According to transcripts released by the U.K. Financial Services Authority, an employee identified as Trader A led efforts to influence Japanese Yen Libor submissions included paying brokers as much as 15,000 pounds ($24,400) a quarter and offering a payment to another for helping him keep that day’s rate low. Trader A worked at UBS in Tokyo from 2006 to 2009 and directly contacted employees at other banks to influence their submissions at least 80 times.
“I need you to keep it as low as possible,” Trader A wrote to the broker on Sept. 18, 2008, referring to six-month yen Libor. “If you do that ... I’ll pay you, you know, $50,000, $100,000... whatever you want ... I’m a man of my word,” according to the transcripts.
Meister said UBS’s actions involved at least five interdealer brokers. “These brokers are supposed to be honest middlemen,” he said. “The brokers here were anything but honest.”
“As one broker told a UBS derivatives trader, according to the statement of facts appended to our agreement with the bank, ‘Mate, you’re getting bloody good at this Libor game. Think of me when you’re on your yacht in Monaco, won’t you?’” Breuer said.
The financial penalties are more than triple the 290 million-pound fine Barclays Plc (BARC) agreed to pay in June in the first settlement of Libor-rigging allegations. Barclays Chief Executive Officer Robert Diamond and Chairman Marcus Agius resigned in the face of political outrage over the scandal. UBS CEO Sergio Ermotti joined the bank in April 2011, after the period covered during the rate-rigging investigations.
“UBS’s misconduct is, although similar in nature, considerably more serious than Barclays’ because it was more widespread within the firm,” the FSA said. “More individuals, including managers and senior managers, participated in or knew about the manipulation.”
Libor, a benchmark for more than $300 trillion of financial products worldwide, is derived from a survey of banks conducted each day on behalf of the British Bankers’ Association in London. Lenders are asked how much it would cost them to borrow from one another for 15 different periods, from overnight to one year, in currencies including dollars, euros, yen and francs.

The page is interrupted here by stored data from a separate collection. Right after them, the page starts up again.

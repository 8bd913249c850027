use chrono::{DateTime, Utc};
use serde::{Deserialize, Serialize};
use telemetry::{Coordinate, SampleTag, VehiclePosition};
use tracing::warn;
use uuid::Uuid;

use crate::config::TrackingConfig;
use crate::trajectory::{TrajectorySegment, segments};

#[derive(Debug, Clone, Copy, PartialEq, Eq, Serialize, Deserialize)]
#[serde(rename_all = "snake_case")]
pub enum AlertKind {
    Speeding,
    ProlongedStop,
}

#[derive(Debug, Clone, Copy, PartialEq, Eq, PartialOrd, Ord, Serialize, Deserialize)]
#[serde(rename_all = "snake_case")]
pub enum Severity {
    Low,
    Medium,
    High,
    Critical,
}

/// A derived threshold violation over a telemetry window. Ephemeral: the
/// detector's obligation ends at returning it; persistence and
/// acknowledgement belong downstream.
#[derive(Debug, Clone, PartialEq, Serialize, Deserialize)]
#[serde(rename_all = "camelCase")]
pub struct Alert {
    pub id: String,
    pub vehicle_id: String,
    pub kind: AlertKind,
    pub severity: Severity,
    pub started_at: DateTime<Utc>,
    pub ended_at: DateTime<Utc>,
    pub location: Coordinate,
    pub description: String,
}

/// Scans an ordered telemetry window for threshold violations. Stateless per
/// invocation: duplicate alerts across scheduler ticks are a caller concern.
/// No matches yields an empty list, not an error.
#[must_use]
pub fn scan(positions: &[VehiclePosition], config: &TrackingConfig) -> Vec<Alert> {
    let mut alerts = Vec::new();

    for segment in segments(positions, config) {
        match segment.tag {
            SampleTag::Speeding => alerts.push(speeding(positions, &segment, config)),
            SampleTag::Stop if segment.duration() >= config.alerts.prolonged_stop => {
                alerts.push(prolonged_stop(positions, &segment));
            }
            _ => {}
        }
    }

    alerts
}

// One alert per maximal speeding run, spanning the whole run.
fn speeding(
    positions: &[VehiclePosition], segment: &TrajectorySegment, config: &TrackingConfig,
) -> Alert {
    let run = &positions[segment.start_index..=segment.end_index];
    let peak = run.iter().filter_map(|position| position.speed).fold(0.0_f64, f64::max);
    let vehicle_id = run[0].vehicle_id.clone();

    warn!(
        vehicle_id = %vehicle_id,
        peak_kmh = peak,
        limit_kmh = config.alerts.speed_limit_kmh,
        samples = segment.sample_count(),
        "speeding detected"
    );

    Alert {
        id: Uuid::new_v4().to_string(),
        vehicle_id,
        kind: AlertKind::Speeding,
        severity: Severity::High,
        started_at: segment.started_at,
        ended_at: segment.ended_at,
        location: segment.start,
        description: format!(
            "reached {peak:.0} km/h against a limit of {:.0} km/h",
            config.alerts.speed_limit_kmh
        ),
    }
}

// Anchored at the segment's start time and location.
fn prolonged_stop(positions: &[VehiclePosition], segment: &TrajectorySegment) -> Alert {
    let vehicle_id = positions[segment.start_index].vehicle_id.clone();
    let minutes = segment.duration().num_minutes();

    warn!(vehicle_id = %vehicle_id, minutes, "prolonged stop detected");

    Alert {
        id: Uuid::new_v4().to_string(),
        vehicle_id,
        kind: AlertKind::ProlongedStop,
        severity: Severity::Medium,
        started_at: segment.started_at,
        ended_at: segment.ended_at,
        location: segment.start,
        description: format!("stopped for {minutes} minutes"),
    }
}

At least 45 bank employees, including some managers, knew of the “pervasive” practice and a further 70 people were included in open chats and messages where attempts to manipulate Libor and Euribor were discussed, the FSA said.
Trader A set up a complex system of payments to fellow UBS employees, counterparts at other banks and interdealer brokers to facilitate the manipulation of yen Libor, according to the FSA settlement.
Thirty to 40 people have left the bank as a result of the investigations, Ermotti told reporters on a conference call, adding that behavior of some employees was “unacceptable.” He said he doesn’t expect any more departures.
The fine is another blemish on UBS, which is scaling back its investment bank to concentrate on wealth management. UBS said in October it may post a loss for 2012 after taking an impairment charge of 3.1 billion francs related to goodwill and other non-financial assets at the securities unit, in addition to costs tied to firing 10,000 people by 2015.
The bank said it expects to report a fourth-quarter loss of between 2 billion francs and 2.5 billion francs, primarily as a result of litigation provisions and regulatory matters.
“We want to move forward and I think we’re showing our determination in the bank to move forward and to change the bank for good,” Ermotti said.
One year ago, Japanese regulators penalized UBS’s Japanese operations, curtailing the bank’s ability to participate in the Tokyo interbank derivative market for a week, and ordering the bank to improve its regime of compliance and internal controls.
UBS was fined 29.7 million pounds last month by the FSA and told by the Swiss regulator it may have to increase capital levels for operational risks after a $2.3 billion loss from unauthorized trading by Kweku Adoboli. The former trader in UBS’s London office was sentenced to seven years in jail on Nov. 20 for fraud in relation to the loss, the largest from unauthorized trading in British history.